▶ How to complete this task: Will you write out all the entries below exactly?

>>

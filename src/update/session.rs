//! One check-to-restart cycle.

use chrono::{DateTime, Utc};
use serde::{Deserialize, Serialize};
use std::fmt;
use std::path::{Path, PathBuf};
use tracing::{debug, warn};
use uuid::Uuid;

use crate::core::ErrorKind;
use crate::update::manifest::Manifest;

/// Orchestrator states.
///
/// ```text
/// Idle → Checking → UpToDate → Idle
///                 → UpdateAvailable → Prompting → Declined → Idle
///                                               → Confirmed → Downloading → Verifying
///                                                 → Staging → ReadyToRestart → HandedOff
/// any step → Failed(kind) → Idle
/// ```
#[derive(Debug, Clone, Copy, PartialEq, Eq, Serialize, Deserialize)]
#[serde(tag = "state", content = "kind", rename_all = "snake_case")]
pub enum UpdateState {
    /// Waiting for a timer tick or an explicit check
    Idle,
    /// Manifest fetch in flight
    Checking,
    /// The manifest offers nothing newer
    UpToDate,
    /// The manifest offers a newer version
    UpdateAvailable,
    /// Waiting for the user to confirm or decline
    Prompting,
    /// The user declined the offered version
    Declined,
    /// The user accepted the offered version
    Confirmed,
    /// Artifact download in flight
    Downloading,
    /// Artifact checksum being computed
    Verifying,
    /// Artifact being turned into a staged tree
    Staging,
    /// Restart script written, about to hand off
    ReadyToRestart,
    /// Restart script launched; the host must exit
    HandedOff,
    /// The session failed and is being discarded
    Failed(ErrorKind),
}

impl UpdateState {
    /// Whether a new check may start from this state.
    pub const fn is_idle(self) -> bool {
        matches!(self, Self::Idle)
    }
}

impl fmt::Display for UpdateState {
    fn fmt(&self, f: &mut fmt::Formatter<'_>) -> fmt::Result {
        match self {
            Self::Idle => f.write_str("idle"),
            Self::Checking => f.write_str("checking"),
            Self::UpToDate => f.write_str("up to date"),
            Self::UpdateAvailable => f.write_str("update available"),
            Self::Prompting => f.write_str("waiting for confirmation"),
            Self::Declined => f.write_str("declined"),
            Self::Confirmed => f.write_str("confirmed"),
            Self::Downloading => f.write_str("downloading"),
            Self::Verifying => f.write_str("verifying"),
            Self::Staging => f.write_str("staging"),
            Self::ReadyToRestart => f.write_str("ready to restart"),
            Self::HandedOff => f.write_str("handed off"),
            Self::Failed(kind) => write!(f, "failed ({kind})"),
        }
    }
}

/// State tracked for one discovered update.
///
/// Owned exclusively by the orchestrator task. Workers report results back
/// and never touch a session directly.
#[derive(Debug, Clone)]
pub struct UpdateSession {
    /// Tags worker reports so stale ones can be dropped
    pub id: Uuid,
    /// The manifest that announced this update
    pub manifest: Manifest,
    /// Per-session working directory, created on confirmation
    pub temp_dir: PathBuf,
    /// Downloaded artifact
    pub artifact_path: Option<PathBuf>,
    /// Root of the staged tree
    pub staged_dir: Option<PathBuf>,
    /// Written restart script
    pub script_path: Option<PathBuf>,
    /// Download progress, never decreasing
    pub progress_percent: u8,
    /// Current position in the state machine
    pub state: UpdateState,
    /// When the update was discovered
    pub started_at: DateTime<Utc>,
}

impl UpdateSession {
    /// Start a session for `manifest`; the temp directory is only named here.
    pub fn new(manifest: Manifest, temp_root: &Path, app_name: &str) -> Self {
        let id = Uuid::new_v4();
        Self {
            temp_dir: temp_root.join(format!("{app_name}_update_{}", id.simple())),
            id,
            manifest,
            artifact_path: None,
            staged_dir: None,
            script_path: None,
            progress_percent: 0,
            state: UpdateState::UpdateAvailable,
            started_at: Utc::now(),
        }
    }

    /// Where the artifact is downloaded.
    pub fn download_dir(&self) -> PathBuf {
        self.temp_dir.join("download")
    }

    /// Record download progress. Returns the value to report, if it increased.
    pub fn record_progress(&mut self, percent: u8) -> Option<u8> {
        let percent = percent.min(100);
        (percent > self.progress_percent).then(|| {
            self.progress_percent = percent;
            percent
        })
    }

    /// Remove the session temp directory, if it was created.
    pub async fn discard(&self) {
        match tokio::fs::remove_dir_all(&self.temp_dir).await {
            Ok(()) => debug!("Removed session directory {}", self.temp_dir.display()),
            Err(e) if e.kind() == std::io::ErrorKind::NotFound => {}
            Err(e) => warn!("Could not remove {}: {}", self.temp_dir.display(), e),
        }
    }
}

<<

▶ Result for this exercise:
filename src/update/session.rs
//! One check-to-restart cycle.

use chrono::{DateTime, Utc};
use serde::{Deserialize, Serialize};
use std::fmt;
use std::path::{Path, PathBuf};
use tracing::{debug, warn};
use uuid::Uuid;

use crate::core::ErrorKind;
use crate::update::manifest::Manifest;

/// Orchestrator states.
///
/// ```text
/// Idle → Checking → UpToDate → Idle
///                 → UpdateAvailable → Prompting → Declined → Idle
///                                               → Confirmed → Downloading → Verifying
///                                                 → Staging → ReadyToRestart → HandedOff
/// any step → Failed(kind) → Idle
/// ```
#[derive(Debug, Clone, Copy, PartialEq, Eq, Serialize, Deserialize)]
#[serde(tag = "state", content = "kind", rename_all = "snake_case")]
pub enum UpdateState {
    /// Waiting for a timer tick or an explicit check
    Idle,
    /// Manifest fetch in flight
    Checking,
    /// The manifest offers nothing newer
    UpToDate,
    /// The manifest offers a newer version
    UpdateAvailable,
    /// Waiting for the user to confirm or decline
    Prompting,
    /// The user declined the offered version
    Declined,
    /// The user accepted the offered version
    Confirmed,
    /// Artifact download in flight
    Downloading,
    /// Artifact checksum being computed
    Verifying,
    /// Artifact being turned into a staged tree
    Staging,
    /// Restart script written, about to hand off
    ReadyToRestart,
    /// Restart script launched; the host must exit
    HandedOff,
    /// The session failed and is being discarded
    Failed(ErrorKind),
}

impl UpdateState {
    /// Whether a new check may start from this state.
    pub const fn is_idle(self) -> bool {
        matches!(self, Self::Idle)
    }
}

impl fmt::Display for UpdateState {
    fn fmt(&self, f: &mut fmt::Formatter<'_>) -> fmt::Result {
        match self {
            Self::Idle => f.write_str("idle"),
            Self::Checking => f.write_str("checking"),
            Self::UpToDate => f.write_str("up to date"),
            Self::UpdateAvailable => f.write_str("update available"),
            Self::Prompting => f.write_str("waiting for confirmation"),
            Self::Declined => f.write_str("declined"),
            Self::Confirmed => f.write_str("confirmed"),
            Self::Downloading => f.write_str("downloading"),
            Self::Verifying => f.write_str("verifying"),
            Self::Staging => f.write_str("staging"),
            Self::ReadyToRestart => f.write_str("ready to restart"),
            Self::HandedOff => f.write_str("handed off"),
            Self::Failed(kind) => write!(f, "failed ({kind})"),
        }
    }
}

/// State tracked for one discovered update.
///
/// Owned exclusively by the orchestrator task. Workers report results back
/// and never touch a session directly.
#[derive(Debug, Clone)]
pub struct UpdateSession {
    /// Tags worker reports so stale ones can be dropped
    pub id: Uuid,
    /// The manifest that announced this update
    pub manifest: Manifest,
    /// Per-session working directory, created on confirmation
    pub temp_dir: PathBuf,
    /// Downloaded artifact
    pub artifact_path: Option<PathBuf>,
    /// Root of the staged tree
    pub staged_dir: Option<PathBuf>,
    /// Written restart script
    pub script_path: Option<PathBuf>,
    /// Download progress, never decreasing
    pub progress_percent: u8,
    /// Current position in the state machine
    pub state: UpdateState,
    /// When the update was discovered
    pub started_at: DateTime<Utc>,
}

impl UpdateSession {
    /// Start a session for `manifest`; the temp directory is only named here.
    pub fn new(manifest: Manifest, temp_root: &Path, app_name: &str) -> Self {
        let id = Uuid::new_v4();
        Self {
            temp_dir: temp_root.join(format!("{app_name}_update_{}", id.simple())),
            id,
            manifest,
            artifact_path: None,
            staged_dir: None,
            script_path: None,
            progress_percent: 0,
            state: UpdateState::UpdateAvailable,
            started_at: Utc::now(),
        }
    }

    /// Where the artifact is downloaded.
    pub fn download_dir(&self) -> PathBuf {
        self.temp_dir.join("download")
    }

    /// Record download progress. Returns the value to report, if it increased.
    pub fn record_progress(&mut self, percent: u8) -> Option<u8> {
        let percent = percent.min(100);
        (percent > self.progress_percent).then(|| {
            self.progress_percent = percent;
            percent
        })
    }

    /// Remove the session temp directory, if it was created.
    pub async fn discard(&self) {
        match tokio::fs::remove_dir_all(&self.temp_dir).await {
            Ok(()) => debug!("Removed session directory {}", self.temp_dir.display()),
            Err(e) if e.kind() == std::io::ErrorKind::NotFound => {}
            Err(e) => warn!("Could not remove {}: {}", self.temp_dir.display(), e),
        }
    }
}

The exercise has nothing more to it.